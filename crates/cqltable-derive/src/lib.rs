use proc_macro::TokenStream;

mod attr;
mod record;


/// Derive `cqltable::record::Record` for a struct with named fields.
///
/// Field attributes:
/// - `#[cql(rename = "name")]` sets the column name.
/// - `#[cql("name")]` sets the column name when no rename is given.
/// - `#[cql(skip)]` leaves the field out of every statement.
/// - `#[cql_type = "set"]` hints the column's storage type.
#[proc_macro_derive(Record, attributes(cql, cql_type))]
pub fn derive_record(input: TokenStream) -> TokenStream {
    record::derive_record(input.into()).into()
}
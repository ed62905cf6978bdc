#[cfg(test)]
mod tests;

use crate::{
    types::Blob,
    value::{ColumnType, Value},
};
use chrono::{DateTime, Utc};
use std::collections::{BTreeMap, BTreeSet};
use uuid::Uuid;

///
/// FieldValue
///
/// Conversion boundary between a record field's Rust type and `Value`.
///
/// `from_value` is strict: it accepts only the exact value kind the type
/// maps to and returns `None` for anything else, including other integer
/// widths. Callers treat `None` as "leave the field untouched".
///

pub trait FieldValue: Sized {
    fn to_value(&self) -> Value;

    #[must_use]
    fn from_value(value: &Value) -> Option<Self>;

    /// Column type declared by the Rust type itself, if any.
    #[must_use]
    fn column_type() -> Option<ColumnType> {
        None
    }
}

// impl_field_value
macro_rules! impl_field_value {
    ( $( $type:ty => $variant:ident : $column:ident ),* $(,)? ) => {
        $(
            impl FieldValue for $type {
                #[allow(clippy::clone_on_copy)]
                fn to_value(&self) -> Value {
                    Value::$variant(self.clone().into())
                }

                fn from_value(value: &Value) -> Option<Self> {
                    match value {
                        Value::$variant(v) => Some(v.clone().into()),
                        _ => None,
                    }
                }

                fn column_type() -> Option<ColumnType> {
                    Some(ColumnType::$column)
                }
            }
        )*
    };
}

impl_field_value!(
    bool => Bool: Boolean,
    i8 => TinyInt: TinyInt,
    i16 => SmallInt: SmallInt,
    i32 => Int: Int,
    i64 => BigInt: BigInt,
    f32 => Float: Float,
    f64 => Double: Double,
    String => Text: Text,
    Blob => Blob: Blob,
    DateTime<Utc> => Timestamp: Timestamp,
    Uuid => Uuid: Uuid,
);

impl<T: FieldValue> FieldValue for Option<T> {
    fn to_value(&self) -> Value {
        match self {
            Some(v) => v.to_value(),
            None => Value::Null,
        }
    }

    fn from_value(value: &Value) -> Option<Self> {
        if value.is_null() {
            return Some(None);
        }

        T::from_value(value).map(Some)
    }

    fn column_type() -> Option<ColumnType> {
        T::column_type()
    }
}

impl<T: FieldValue> FieldValue for Vec<T> {
    fn to_value(&self) -> Value {
        Value::List(self.iter().map(FieldValue::to_value).collect())
    }

    fn from_value(value: &Value) -> Option<Self> {
        let Value::List(items) = value else {
            return None;
        };

        items.iter().map(T::from_value).collect()
    }

    fn column_type() -> Option<ColumnType> {
        T::column_type().map(|inner| ColumnType::List(Box::new(inner)))
    }
}

impl<T: FieldValue + Ord> FieldValue for BTreeSet<T> {
    fn to_value(&self) -> Value {
        Value::Set(self.iter().map(FieldValue::to_value).collect())
    }

    fn from_value(value: &Value) -> Option<Self> {
        let Value::Set(items) = value else {
            return None;
        };

        items.iter().map(T::from_value).collect()
    }

    fn column_type() -> Option<ColumnType> {
        T::column_type().map(|inner| ColumnType::Set(Box::new(inner)))
    }
}

impl<K: FieldValue + Ord, V: FieldValue> FieldValue for BTreeMap<K, V> {
    fn to_value(&self) -> Value {
        Value::Map(
            self.iter()
                .map(|(k, v)| (k.to_value(), v.to_value()))
                .collect(),
        )
    }

    fn from_value(value: &Value) -> Option<Self> {
        let Value::Map(entries) = value else {
            return None;
        };

        entries
            .iter()
            .map(|(k, v)| Some((K::from_value(k)?, V::from_value(v)?)))
            .collect()
    }

    fn column_type() -> Option<ColumnType> {
        Some(ColumnType::Map(
            Box::new(K::column_type()?),
            Box::new(V::column_type()?),
        ))
    }
}
use crate::{
    db::{
        Table,
        cql::{column_list, placeholders, quote_column},
    },
    error::Error,
    record::Record,
    value::Value,
};
use derive_more::Display;
use std::fmt;

///
/// CompareOp
///

#[derive(Clone, Copy, Debug, Display, Eq, PartialEq)]
pub enum CompareOp {
    #[display("=")]
    Eq,
    #[display("<")]
    Lt,
    #[display("<=")]
    Lte,
    #[display(">")]
    Gt,
    #[display(">=")]
    Gte,
    #[display("IN")]
    In,
}

impl CompareOp {
    /// Inequalities need the store's filtering opt-in.
    #[must_use]
    pub const fn requires_filtering(self) -> bool {
        matches!(self, Self::Lt | Self::Lte | Self::Gt | Self::Gte)
    }
}

///
/// Predicate
///
/// One `WHERE` term. Every operator but `In` binds exactly one value.
///

#[derive(Clone, Debug, PartialEq)]
pub struct Predicate {
    pub column: String,
    pub op: CompareOp,
    pub values: Vec<Value>,
}

impl Predicate {
    fn render(&self) -> String {
        let column = quote_column(&self.column);

        match self.op {
            CompareOp::In => format!("{column} IN ({})", placeholders(self.values.len())),
            op => format!("{column} {op} ?"),
        }
    }
}

///
/// Range
///
/// Scan statement under construction. Every refinement returns a new value,
/// so a partially built range can be reused as the prefix of several scans.
///

pub struct Range<R: Record> {
    table: Table<R>,
    predicates: Vec<Predicate>,
    order: Option<String>,
    limit: Option<u32>,
    columns: Vec<String>,
    requires_filtering: bool,
}

impl<R: Record> Range<R> {
    #[must_use]
    pub const fn new(table: Table<R>) -> Self {
        Self {
            table,
            predicates: Vec::new(),
            order: None,
            limit: None,
            columns: Vec::new(),
            requires_filtering: false,
        }
    }

    #[must_use]
    pub fn predicates(&self) -> &[Predicate] {
        &self.predicates
    }

    #[must_use]
    pub const fn requires_filtering(&self) -> bool {
        self.requires_filtering
    }

    #[must_use]
    pub fn equal_to(&self, column: &str, value: impl Into<Value>) -> Self {
        self.compare(column, CompareOp::Eq, value.into())
    }

    #[must_use]
    pub fn less_than(&self, column: &str, value: impl Into<Value>) -> Self {
        self.compare(column, CompareOp::Lt, value.into())
    }

    #[must_use]
    pub fn less_or_equal(&self, column: &str, value: impl Into<Value>) -> Self {
        self.compare(column, CompareOp::Lte, value.into())
    }

    #[must_use]
    pub fn more_than(&self, column: &str, value: impl Into<Value>) -> Self {
        self.compare(column, CompareOp::Gt, value.into())
    }

    #[must_use]
    pub fn more_or_equal(&self, column: &str, value: impl Into<Value>) -> Self {
        self.compare(column, CompareOp::Gte, value.into())
    }

    /// One `IN` predicate per column, in iteration order. Columns with no
    /// values are skipped.
    #[must_use]
    pub fn where_in<I, K>(&self, columns: I) -> Self
    where
        I: IntoIterator<Item = (K, Vec<Value>)>,
        K: AsRef<str>,
    {
        let mut next = self.clone();
        next.predicates.extend(
            columns
                .into_iter()
                .filter(|(_, values)| !values.is_empty())
                .map(|(column, values)| Predicate {
                    column: column.as_ref().to_string(),
                    op: CompareOp::In,
                    values,
                }),
        );

        next
    }

    /// `ORDER BY` clause body, used verbatim, e.g. `"id DESC"`.
    #[must_use]
    pub fn order_by(&self, spec: impl Into<String>) -> Self {
        let mut next = self.clone();
        next.order = Some(spec.into());
        next
    }

    #[must_use]
    pub fn limit(&self, limit: u32) -> Self {
        let mut next = self.clone();
        next.limit = Some(limit);
        next
    }

    /// Project onto the given columns instead of `*`.
    #[must_use]
    pub fn select_columns<I, S>(&self, columns: I) -> Self
    where
        I: IntoIterator<Item = S>,
        S: Into<String>,
    {
        let mut next = self.clone();
        next.columns = columns.into_iter().map(Into::into).collect();
        next
    }

    /// Compile to statement text and positional parameters.
    #[must_use]
    pub fn statement(&self) -> (String, Vec<Value>) {
        let columns = if self.columns.is_empty() {
            "*".to_string()
        } else {
            column_list(&self.columns)
        };

        let mut parts = vec![format!(
            "SELECT {columns} FROM {}",
            self.table.qualified_name()
        )];

        if !self.predicates.is_empty() {
            let terms = self
                .predicates
                .iter()
                .map(Predicate::render)
                .collect::<Vec<_>>();
            parts.push(format!("WHERE {}", terms.join(" AND ")));
        }
        if let Some(order) = &self.order {
            parts.push(format!("ORDER BY {order}"));
        }
        if let Some(limit) = self.limit {
            parts.push(format!("LIMIT {limit}"));
        }
        if self.requires_filtering {
            parts.push("ALLOW FILTERING".to_string());
        }

        let values = self
            .predicates
            .iter()
            .flat_map(|predicate| predicate.values.iter().cloned())
            .collect();

        (parts.join(" "), values)
    }

    /// Run the scan and collect every row. The cursor is closed before
    /// returning and its failure, if any, is the result.
    pub fn fetch(&self) -> Result<Vec<R>, Error> {
        let (statement, values) = self.statement();
        let mut iter = self.table.query(statement, values).fetch();

        let rows = iter.rows().collect();
        iter.close()?;

        Ok(rows)
    }

    fn compare(&self, column: &str, op: CompareOp, value: Value) -> Self {
        let mut next = self.clone();
        next.predicates.push(Predicate {
            column: column.to_string(),
            op,
            values: vec![value],
        });
        next.requires_filtering |= op.requires_filtering();

        next
    }
}

impl<R: Record> Clone for Range<R> {
    fn clone(&self) -> Self {
        Self {
            table: self.table.clone(),
            predicates: self.predicates.clone(),
            order: self.order.clone(),
            limit: self.limit,
            columns: self.columns.clone(),
            requires_filtering: self.requires_filtering,
        }
    }
}

impl<R: Record> fmt::Debug for Range<R> {
    fn fmt(&self, f: &mut fmt::Formatter<'_>) -> fmt::Result {
        f.debug_struct("Range")
            .field("table", &self.table.name())
            .field("predicates", &self.predicates)
            .field("order", &self.order)
            .field("limit", &self.limit)
            .field("columns", &self.columns)
            .field("requires_filtering", &self.requires_filtering)
            .finish()
    }
}
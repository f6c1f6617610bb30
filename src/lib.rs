//! editor-bridge — typed adapter over an embeddable code-editor engine.
//!
//! The engine (whatever tokenizes, renders, and runs the completion/hover
//! UI) sits behind the [`engine::EditorEngine`] trait. This crate supplies
//! the glue on top: pick an editing language, register one fixed light
//! theme, register completion suggestions, and register hover tooltips
//! keyed by identifier. Data shapes are plain `lsp-types` values, handed
//! over synchronously — no transport, no async.
//!
//! ```
//! # use editor_bridge::{EditorAdapter, HoverEntry, Suggestion};
//! # use editor_bridge::engine::{CompletionCallback, EditorEngine, HoverCallback, Registration, ViewOptions};
//! # use editor_bridge::theme::ThemeSpec;
//! # struct NullEngine;
//! # impl EditorEngine for NullEngine {
//! #     type View = ();
//! #     type Container = ();
//! #     fn define_theme(&self, _: &str, _: &ThemeSpec) {}
//! #     fn register_completions(&self, _: &str, _: CompletionCallback) -> Registration {
//! #         Registration::inert()
//! #     }
//! #     fn register_hover(&self, _: &str, _: HoverCallback) -> Registration {
//! #         Registration::inert()
//! #     }
//! #     fn create_view(&self, _: (), _: &ViewOptions) {}
//! # }
//! let mut adapter = EditorAdapter::new(NullEngine);
//! adapter.set_language("go");
//! adapter.init_suggestions(vec!["print".into()]);
//! adapter.init_hover([HoverEntry::new("print", "function", "print(a,b)")], true);
//! ```

pub mod adapter;
pub mod engine;
pub mod hover;
pub mod suggest;
pub mod theme;

pub use adapter::EditorAdapter;
pub use hover::HoverEntry;
pub use suggest::{Suggestion, SuggestionKind, UnknownKindError};
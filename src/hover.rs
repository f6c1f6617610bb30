//! Hover tooltips: keyed entries and their rendering into content blocks.

use lsp_types::{LanguageString, MarkedString};
use serde::{Deserialize, Serialize};

/// Label shown when an entry does not name one.
pub const DEFAULT_LABEL: &str = "method";

/// One hover tooltip, keyed by the identifier it is shown for.
#[derive(Debug, Clone, PartialEq, Eq, Serialize, Deserialize)]
pub struct HoverEntry {
    /// Identifier the tooltip is attached to.
    pub key: String,
    /// Display label above the code block ("type" on the wire). Empty falls
    /// back to [`DEFAULT_LABEL`].
    #[serde(rename = "type", default)]
    pub label: String,
    /// Raw content shown inside the code block.
    pub value: String,
}

impl HoverEntry {
    pub fn new(
        key: impl Into<String>,
        label: impl Into<String>,
        value: impl Into<String>,
    ) -> Self {
        Self { key: key.into(), label: label.into(), value: value.into() }
    }
}

/// Put every comma on its own line: `"a,b"` becomes `"a,\nb"`.
///
/// Purely cosmetic reflow for comma-separated signatures that would
/// otherwise render as one long line inside the tooltip.
pub fn reflow_commas(text: &str) -> String {
    if text.is_empty() {
        return String::new();
    }
    text.split(',').collect::<Vec<_>>().join(",\n")
}

/// Render an entry into its two content blocks: the label, then the value
/// inside a code block tagged with `language`.
pub(crate) fn render_entry(entry: &HoverEntry, language: &str, reflow: bool) -> Vec<MarkedString> {
    let label = if entry.label.is_empty() { DEFAULT_LABEL } else { &entry.label };
    let body = if reflow { reflow_commas(&entry.value) } else { entry.value.clone() };
    vec![
        MarkedString::String(label.to_string()),
        MarkedString::LanguageString(LanguageString {
            language: language.to_string(),
            value: body,
        }),
    ]
}

/// Contents returned when the hovered word has no entry.
pub(crate) fn empty_contents() -> Vec<MarkedString> {
    vec![MarkedString::String(String::new())]
}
┄┄┄┄┄┄┄┄┄┄┄┄┄┄┄┄┄┄┄┄
> **Exercise brief**
Your task is to set down again, exactly, every line from the beginning of the listing through the line with "#[proc_macro_derive(Record, attributes(cql, cql_type))]".

> **Reply**
filename crates/cqltable-derive/src/lib.rs
use proc_macro::TokenStream;

mod attr;
mod record;


/// Derive `cqltable::record::Record` for a struct with named fields.
///
/// Field attributes:
/// - `#[cql(rename = "name")]` sets the column name.
/// - `#[cql("name")]` sets the column name when no rename is given.
/// - `#[cql(skip)]` leaves the field out of every statement.
/// - `#[cql_type = "set"]` hints the column's storage type.
#[proc_macro_derive(Record, attributes(cql, cql_type))]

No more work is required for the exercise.